The covariates considered were age, gender, log2(RRM1), log2(ERCC1), and histology (adenocarcinoma, squamous, and other). Except for gender, which is binary, and histology, which is categorical with three levels, the remaining covariates were continuous. Each continuous covariate was scaled by dividing its range to make the estimated coefficients comparable to those of categorical covariates. The ABMS method was used because of relatively small effective samples size (49 OS events) to the number of covariates. The same choices of tuning parameters and decision rules were used here as in Section 4.1.
At the second iteration, a model with Arm, log2(ERCC1), and histology as main effects and log2(ERCC1)*Arm as an interaction were selected. The posterior distribution of intersection and the histogram of observed log2(ERCC1) are plotted in Figure 6. The Bayesian credible interval of intersection between the minimum and maximum observed log2(ERCC1) was 84.3%. Using the median of the posterior distribution of intersection, a tentative cutoff of 15 on original scale of ERCC1 was used to separate the patients into ERCC1 high and low subgroups. The KM curves by subgroups are plotted in Figure 7.
In this data, the histology was identified as a prognostic factor and ERCC1 a predictive factor. Although only 10 out of 60 (17%) stage IV patients were classified as ERCC1 low using the ABMS method (Figure 6, left side of dot-dashed line classified as ERCC1 Low), the result was consistent to the literature.
5. Discussion
In this work, we proposed BMS and ABMS methods using Bayesian regression model for subgroup analysis. We have addressed issues of qualitative interactions in cancer treatment. The endpoints considered were linear, categorical and censored continuous variables, which are very common in most phase III clinical trial settings. Our methods increased the power of detecting QI, which becomes more important in defining targeted group for treating complex diseases in heterogeneous population.

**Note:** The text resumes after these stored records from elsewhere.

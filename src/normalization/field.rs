use std::num::ParseFloatError;

use crate::feed::Product;

/// Display-text cleanup: trim, then first character upper and the rest lower.
pub fn capitalize(raw: &str) -> String {
    let trimmed = raw.trim();
    let mut chars = trimmed.chars();
    match chars.next() {
        Some(first) => first
            .to_uppercase()
            .chain(chars.as_str().to_lowercase().chars())
            .collect(),
        None => String::new(),
    }
}

/// Identifier cleanup for the natural key: trim and upper-case, never
/// capitalized like display text.
pub fn identifier(raw: &str) -> String {
    raw.trim().to_uppercase()
}

/// Round a monetary amount to 4 decimal places.
pub fn round4(value: f64) -> f64 {
    (value * 10_000.0).round() / 10_000.0
}

/// Parse a wire numeric that uses `,` as the decimal separator.
pub fn decimal_comma(raw: &str) -> Result<f64, ParseFloatError> {
    raw.trim().replace(',', ".").parse::<f64>()
}

/// Field-level normalization applied to every parsed record before it is
/// considered canonical. Pure and idempotent: applying it twice yields the
/// same record as applying it once.
pub fn normalize(mut product: Product) -> Product {
    product.stock_code = identifier(&product.stock_code);
    product.name = capitalize(&product.name);
    product.price_unit = capitalize(&product.price_unit);
    product.product_type = capitalize(&product.product_type);
    product.series = capitalize(&product.series);
    product.sample_size = product.sample_size.as_deref().map(capitalize);
    product.status = product.status.as_deref().map(capitalize);
    product.fabric = product.fabric.as_deref().map(capitalize);
    product.model_measurements = product.model_measurements.as_deref().map(capitalize);
    product.product_measurements = product.product_measurements.as_deref().map(capitalize);
    product.price = product.price.map(round4);
    product.discounted_price = product.discounted_price.map(round4);
    // Rounding can zero out a tiny discount; keep the derived flag consistent.
    product.is_discounted = product.discounted_price.is_some_and(|v| v > 0.0);
    product
}

#[cfg(test)]
mod tests {
    use super::*;
    use crate::feed::Color;
    use chrono::Utc;

    fn sample() -> Product {
        let now = Utc::now();
        Product {
            stock_code: " abc123 ".into(),
            name: "  summer DRESS ".into(),
            color: vec![Color::Red, Color::Beige],
            price: Some(123.45678),
            discounted_price: Some(100.00001),
            is_discounted: true,
            images: vec!["/img/1.jpg".into()],
            quantity: 5,
            price_unit: "USD".into(),
            product_type: "dress".into(),
            series: "1S2M2L".into(),
            sample_size: Some(" s ".into()),
            status: None,
            fabric: Some("%100 cotton".into()),
            model_measurements: None,
            product_measurements: None,
            created_at: now,
            updated_at: now,
        }
    }

    #[test]
    fn capitalizes_display_text() {
        assert_eq!(capitalize("  summer DRESS "), "Summer dress");
        assert_eq!(capitalize("a"), "A");
        assert_eq!(capitalize(""), "");
        assert_eq!(capitalize("   "), "");
    }

    #[test]
    fn upper_cases_the_natural_key() {
        assert_eq!(identifier(" abc123 "), "ABC123");
        assert_eq!(identifier("ABC123"), "ABC123");
    }

    #[test]
    fn rounds_to_four_decimal_places() {
        assert_eq!(round4(123.45678), 123.4568);
        assert_eq!(round4(100.0), 100.0);
    }

    #[test]
    fn parses_comma_decimals() {
        assert_eq!(decimal_comma("123,4500").unwrap(), 123.45);
        assert_eq!(decimal_comma(" 5,99 ").unwrap(), 5.99);
        assert_eq!(decimal_comma("7.25").unwrap(), 7.25);
        assert!(decimal_comma("n/a").is_err());
        assert!(decimal_comma("").is_err());
    }

    #[test]
    fn normalizes_fields() {
        let normalized = normalize(sample());
        assert_eq!(normalized.stock_code, "ABC123");
        assert_eq!(normalized.name, "Summer dress");
        assert_eq!(normalized.price_unit, "Usd");
        assert_eq!(normalized.product_type, "Dress");
        assert_eq!(normalized.series, "1s2m2l");
        assert_eq!(normalized.sample_size.as_deref(), Some("S"));
        assert_eq!(normalized.fabric.as_deref(), Some("%100 cotton"));
        assert_eq!(normalized.price, Some(123.4568));
        assert_eq!(normalized.discounted_price, Some(100.0));
        assert!(normalized.is_discounted);
    }

    #[test]
    fn absent_numerics_stay_absent() {
        let mut product = sample();
        product.price = None;
        product.discounted_price = None;
        let normalized = normalize(product);
        assert_eq!(normalized.price, None);
        assert_eq!(normalized.discounted_price, None);
        assert!(!normalized.is_discounted);
    }

    #[test]
    fn normalize_is_idempotent() {
        let once = normalize(sample());
        let twice = normalize(once.clone());
        assert_eq!(once, twice);
    }
}
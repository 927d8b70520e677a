use tracing_subscriber::{fmt::SubscriberBuilder, EnvFilter};

/// Install the global tracing subscriber with a fmt formatter and env filter.
///
/// `RUST_LOG` wins when set; the caller's fallback filter applies otherwise,
/// so every binary shares the same formatting rules.
pub fn init_tracing(default_filter: &str) -> Result<(), anyhow::Error> {
    let filter =
        EnvFilter::try_from_default_env().unwrap_or_else(|_| EnvFilter::new(default_filter));

    SubscriberBuilder::default()
        .with_env_filter(filter)
        .with_target(true)
        .try_init()
        .map_err(|e| anyhow::anyhow!("failed to initialize tracing: {}", e))
}
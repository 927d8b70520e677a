use chrono::{DateTime, Utc};
use serde::Serialize;
use std::fmt;
use std::str::FromStr;
use thiserror::Error;

/// Closed color vocabulary for the vendor feed.
///
/// The wire tokens are a mix of English and Turkish (`Bej`, `Turuncu`,
/// `Sarı`, `Ekru`, `Vizon`); both spellings parse, the canonical English
/// name is what gets stored. Anything outside this set rejects the record.
#[derive(Debug, Clone, Copy, PartialEq, Eq, Serialize)]
pub enum Color {
    Beige,
    Orange,
    Red,
    Blue,
    Green,
    Yellow,
    Ecru,
    Mink,
}

impl Color {
    pub fn as_str(&self) -> &'static str {
        match self {
            Color::Beige => "Beige",
            Color::Orange => "Orange",
            Color::Red => "Red",
            Color::Blue => "Blue",
            Color::Green => "Green",
            Color::Yellow => "Yellow",
            Color::Ecru => "Ecru",
            Color::Mink => "Mink",
        }
    }
}

impl fmt::Display for Color {
    fn fmt(&self, f: &mut fmt::Formatter<'_>) -> fmt::Result {
        f.write_str(self.as_str())
    }
}

#[derive(Debug, Clone, PartialEq, Eq, Error)]
#[error("unrecognized color token {0:?}")]
pub struct UnknownColor(pub String);

impl FromStr for Color {
    type Err = UnknownColor;

    fn from_str(raw: &str) -> Result<Self, Self::Err> {
        let token = raw.trim();
        match token.to_lowercase().as_str() {
            "beige" | "bej" => Ok(Color::Beige),
            "orange" | "turuncu" => Ok(Color::Orange),
            "red" => Ok(Color::Red),
            "blue" => Ok(Color::Blue),
            "green" => Ok(Color::Green),
            "yellow" | "sarı" => Ok(Color::Yellow),
            "ecru" | "ekru" => Ok(Color::Ecru),
            "mink" | "vizon" => Ok(Color::Mink),
            _ => Err(UnknownColor(token.to_string())),
        }
    }
}

/// One product record from the vendor catalog, keyed by `stock_code`.
///
/// Serialized field names are camelCase to match the document shape the
/// store has always used (`stockCode`, `discountedPrice`, ...).
#[derive(Debug, Clone, PartialEq, Serialize)]
#[serde(rename_all = "camelCase")]
pub struct Product {
    pub stock_code: String,
    pub name: String,
    pub color: Vec<Color>,
    pub price: Option<f64>,
    pub discounted_price: Option<f64>,
    pub is_discounted: bool,
    pub images: Vec<String>,
    pub quantity: i64,
    pub price_unit: String,
    pub product_type: String,
    pub series: String,
    pub sample_size: Option<String>,
    pub status: Option<String>,
    pub fabric: Option<String>,
    pub model_measurements: Option<String>,
    pub product_measurements: Option<String>,
    pub created_at: DateTime<Utc>,
    pub updated_at: DateTime<Utc>,
}

/// A catalog element that failed required-field or vocabulary validation.
/// Carries the serialized source element for operator diagnostics.
#[derive(Debug, Clone, Serialize)]
pub struct Rejection {
    pub reason: String,
    pub source: String,
}
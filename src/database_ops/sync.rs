use async_trait::async_trait;
use indexmap::IndexMap;
use serde::Serialize;
use sqlx::{QueryBuilder, Row};
use tracing::{info, instrument, warn};

use super::db::Db;
use super::StoreError;
use crate::feed::Product;

/// Rows per bulk statement; 18 binds per row keeps each statement well under
/// the Postgres bind-parameter cap.
const UPSERT_CHUNK: usize = 1000;

/// One failed slice of a bulk write. The rest of the batch still runs.
#[derive(Debug, Clone, Serialize)]
pub struct BulkWriteFailure {
    pub first_stock_code: String,
    pub records: usize,
    pub error: String,
}

#[derive(Debug, Default, Clone, Serialize)]
pub struct UpsertOutcome {
    pub inserted: u64,
    pub modified: u64,
    pub failures: Vec<BulkWriteFailure>,
}

/// Bulk-write seam to the product store: insert-if-absent / update-if-present
/// matched on `stock_code`. The sync engine only needs this one primitive;
/// tests provide an in-memory implementation.
#[async_trait]
pub trait CatalogStore {
    async fn bulk_upsert(&self, products: &[Product]) -> Result<UpsertOutcome, StoreError>;
}

#[async_trait]
impl CatalogStore for Db {
    #[instrument(skip(self, products), fields(batch = products.len()))]
    async fn bulk_upsert(&self, products: &[Product]) -> Result<UpsertOutcome, StoreError> {
        let mut outcome = UpsertOutcome::default();
        for chunk in products.chunks(UPSERT_CHUNK) {
            let mut qb: QueryBuilder<'_, sqlx::Postgres> = QueryBuilder::new(
                "INSERT INTO products (stock_code, name, color, price, discounted_price, \
                 is_discounted, images, quantity, price_unit, product_type, series, \
                 sample_size, status, fabric, model_measurements, product_measurements, \
                 created_at, updated_at) ",
            );
            qb.push_values(chunk, |mut b, p| {
                let colors: Vec<String> =
                    p.color.iter().map(|c| c.as_str().to_string()).collect();
                b.push_bind(&p.stock_code)
                    .push_bind(&p.name)
                    .push_bind(colors)
                    .push_bind(p.price)
                    .push_bind(p.discounted_price)
                    .push_bind(p.is_discounted)
                    .push_bind(&p.images)
                    .push_bind(p.quantity)
                    .push_bind(&p.price_unit)
                    .push_bind(&p.product_type)
                    .push_bind(&p.series)
                    .push_bind(p.sample_size.as_deref())
                    .push_bind(p.status.as_deref())
                    .push_bind(p.fabric.as_deref())
                    .push_bind(p.model_measurements.as_deref())
                    .push_bind(p.product_measurements.as_deref())
                    .push_bind(p.created_at)
                    .push_bind(p.updated_at);
            });
            // created_at is absent from the update arm: the first insert wins,
            // later syncs only move updated_at.
            qb.push(
                " ON CONFLICT (stock_code) DO UPDATE SET \
                 name = EXCLUDED.name, color = EXCLUDED.color, price = EXCLUDED.price, \
                 discounted_price = EXCLUDED.discounted_price, \
                 is_discounted = EXCLUDED.is_discounted, images = EXCLUDED.images, \
                 quantity = EXCLUDED.quantity, price_unit = EXCLUDED.price_unit, \
                 product_type = EXCLUDED.product_type, series = EXCLUDED.series, \
                 sample_size = EXCLUDED.sample_size, status = EXCLUDED.status, \
                 fabric = EXCLUDED.fabric, \
                 model_measurements = EXCLUDED.model_measurements, \
                 product_measurements = EXCLUDED.product_measurements, \
                 updated_at = EXCLUDED.updated_at \
                 RETURNING (xmax = 0) AS inserted",
            );
            match qb.build().persistent(false).fetch_all(&self.pool).await {
                Ok(rows) => {
                    for row in rows {
                        let fresh: bool =
                            row.try_get("inserted").map_err(StoreError::BulkWrite)?;
                        if fresh {
                            outcome.inserted += 1;
                        } else {
                            outcome.modified += 1;
                        }
                    }
                }
                Err(e) => {
                    warn!(error = %e, records = chunk.len(), "bulk upsert chunk failed");
                    outcome.failures.push(BulkWriteFailure {
                        first_stock_code: chunk[0].stock_code.clone(),
                        records: chunk.len(),
                        error: e.to_string(),
                    });
                }
            }
        }
        Ok(outcome)
    }
}

/// What one reconciliation run did, including any failed slices.
#[derive(Debug, Default, Clone, Serialize)]
pub struct SyncReport {
    pub submitted: usize,
    pub inserted: u64,
    pub modified: u64,
    pub failures: Vec<BulkWriteFailure>,
}

impl SyncReport {
    pub fn is_clean(&self) -> bool {
        self.failures.is_empty()
    }
}

/// Reconcile one batch against the store with a single bulk upsert keyed by
/// stock code. Duplicate stock codes collapse last-write-wins before the
/// statement is built (the store forbids touching one row twice in a single
/// bulk write). A store failure degrades to a reported failure with zero
/// counts; it never unwinds the run.
///
/// Single writer per run: concurrent batches would have to be partitioned by
/// disjoint stock-code sets to avoid lost updates on one key.
pub async fn sync_batch<S>(store: &S, products: &[Product]) -> SyncReport
where
    S: CatalogStore + ?Sized,
{
    if products.is_empty() {
        return SyncReport::default();
    }

    let mut unique: IndexMap<&str, &Product> = IndexMap::with_capacity(products.len());
    for product in products {
        unique.insert(product.stock_code.as_str(), product);
    }
    let deduped: Vec<Product> = unique.into_values().cloned().collect();
    if deduped.len() < products.len() {
        info!(
            dropped = products.len() - deduped.len(),
            "collapsed duplicate stock codes (last write wins)"
        );
    }
    let submitted = deduped.len();

    match store.bulk_upsert(&deduped).await {
        Ok(outcome) => SyncReport {
            submitted,
            inserted: outcome.inserted,
            modified: outcome.modified,
            failures: outcome.failures,
        },
        Err(e) => {
            warn!(error = %e, "bulk upsert failed; no counts available");
            SyncReport {
                submitted,
                inserted: 0,
                modified: 0,
                failures: vec![BulkWriteFailure {
                    first_stock_code: deduped[0].stock_code.clone(),
                    records: submitted,
                    error: e.to_string(),
                }],
            }
        }
    }
}

#[cfg(test)]
mod tests {
    use super::*;
    use chrono::Utc;
    use std::collections::hash_map::Entry;
    use std::collections::HashMap;
    use std::sync::Mutex;

    #[derive(Default)]
    struct MemoryStore {
        rows: Mutex<HashMap<String, Product>>,
        batches: Mutex<Vec<usize>>,
        fail: bool,
    }

    #[async_trait]
    impl CatalogStore for MemoryStore {
        async fn bulk_upsert(
            &self,
            products: &[Product],
        ) -> Result<UpsertOutcome, StoreError> {
            if self.fail {
                return Err(StoreError::BulkWrite(sqlx::Error::PoolClosed));
            }
            self.batches.lock().unwrap().push(products.len());
            let mut rows = self.rows.lock().unwrap();
            let mut outcome = UpsertOutcome::default();
            for product in products {
                match rows.entry(product.stock_code.clone()) {
                    Entry::Occupied(mut existing) => {
                        let mut next = product.clone();
                        next.created_at = existing.get().created_at;
                        existing.insert(next);
                        outcome.modified += 1;
                    }
                    Entry::Vacant(slot) => {
                        slot.insert(product.clone());
                        outcome.inserted += 1;
                    }
                }
            }
            Ok(outcome)
        }
    }

    fn product(stock_code: &str, price: f64) -> Product {
        let now = Utc::now();
        Product {
            stock_code: stock_code.to_string(),
            name: "Top".into(),
            color: vec![],
            price: Some(price),
            discounted_price: None,
            is_discounted: false,
            images: vec![],
            quantity: 1,
            price_unit: "Usd".into(),
            product_type: "Top".into(),
            series: "1s".into(),
            sample_size: None,
            status: None,
            fabric: None,
            model_measurements: None,
            product_measurements: None,
            created_at: now,
            updated_at: now,
        }
    }

    #[tokio::test]
    async fn first_run_inserts_rerun_never_reinserts() {
        let store = MemoryStore::default();
        let batch = vec![product("A1", 10.0), product("B2", 20.0), product("C3", 30.0)];

        let first = sync_batch(&store, &batch).await;
        assert_eq!((first.inserted, first.modified), (3, 0));

        let second = sync_batch(&store, &batch).await;
        assert_eq!(second.inserted, 0);
        assert_eq!(second.modified, 3);
        assert_eq!(store.rows.lock().unwrap().len(), 3);
    }

    #[tokio::test]
    async fn changed_price_reconciles_on_the_key() {
        let store = MemoryStore::default();
        sync_batch(&store, &[product("ABC123", 10.0)]).await;

        let report = sync_batch(&store, &[product("ABC123", 12.5)]).await;
        assert_eq!((report.inserted, report.modified), (0, 1));
        let rows = store.rows.lock().unwrap();
        assert_eq!(rows["ABC123"].price, Some(12.5));
    }

    #[tokio::test]
    async fn duplicate_stock_codes_collapse_last_write_wins() {
        let store = MemoryStore::default();
        let batch = vec![product("A1", 10.0), product("A1", 99.0)];

        let report = sync_batch(&store, &batch).await;
        assert_eq!(report.submitted, 1);
        assert_eq!((report.inserted, report.modified), (1, 0));
        assert_eq!(store.batches.lock().unwrap().as_slice(), &[1]);
        assert_eq!(store.rows.lock().unwrap()["A1"].price, Some(99.0));
    }

    #[tokio::test]
    async fn store_failure_degrades_to_a_reported_failure() {
        let store = MemoryStore {
            fail: true,
            ..MemoryStore::default()
        };
        let report = sync_batch(&store, &[product("A1", 10.0)]).await;
        assert_eq!((report.inserted, report.modified), (0, 0));
        assert_eq!(report.failures.len(), 1);
        assert_eq!(report.failures[0].first_stock_code, "A1");
        assert!(!report.is_clean());
    }

    #[tokio::test]
    async fn empty_batch_is_a_no_op() {
        let store = MemoryStore::default();
        let report = sync_batch(&store, &[]).await;
        assert_eq!((report.submitted, report.inserted, report.modified), (0, 0, 0));
        assert!(store.batches.lock().unwrap().is_empty());
    }
}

In addition to the power to detect a QI, another critical issue in subgroup analysis is the family wise type I error rate (FWER), which is inflated due to multiple testing of covariates. With our proposed methods, we reduce the FWER by reducing the number of interactions to be tested for QI. We first select a best model based on the joint posterior distribution of possible models. This process does not involve multiple testing. If the best model contains interaction terms, we then test for QI based on marginal poster distribution for each selected term. This process involves multiple testing if the number of interaction terms selected in the final model is larger than one. A Bayesian FDR rule was used to control the proportion of falsely identified QI.
The estimated FDR from our simulations is small and well controlled at αQI = 0.5 across three different true models (Table 2). The cutoff αQI = 0.5 can be interpreted as among the identified QI terms, half of them are genuine QI terms. Since the QI is rare and our method reduces number of multiple tests greatly, especially the ABMS method, setting αQI at 0.5 is not unreasonable. Simulation results in Table 2 suggest that the resulted FDR was affected by, but not limited to, decision rules, effective sample size, number of covariates, and effect sizes. Because little is known about the truth of complex real data, before analyzing the real data the distribution of FDR should be studied using simulations with various settings. We hope that the proposed study stimulates further research on the use of FDR-controlling procedures in this setting.
Acknowledgements
The authors would like to thank the editor, the associate editor, and the referees for their comments that considerably improved this article. Part of the work was supported by the National Institutes of Health through Karmanos Cancer Institute Support Grant (P30 CA022453) and RO1 CA129102.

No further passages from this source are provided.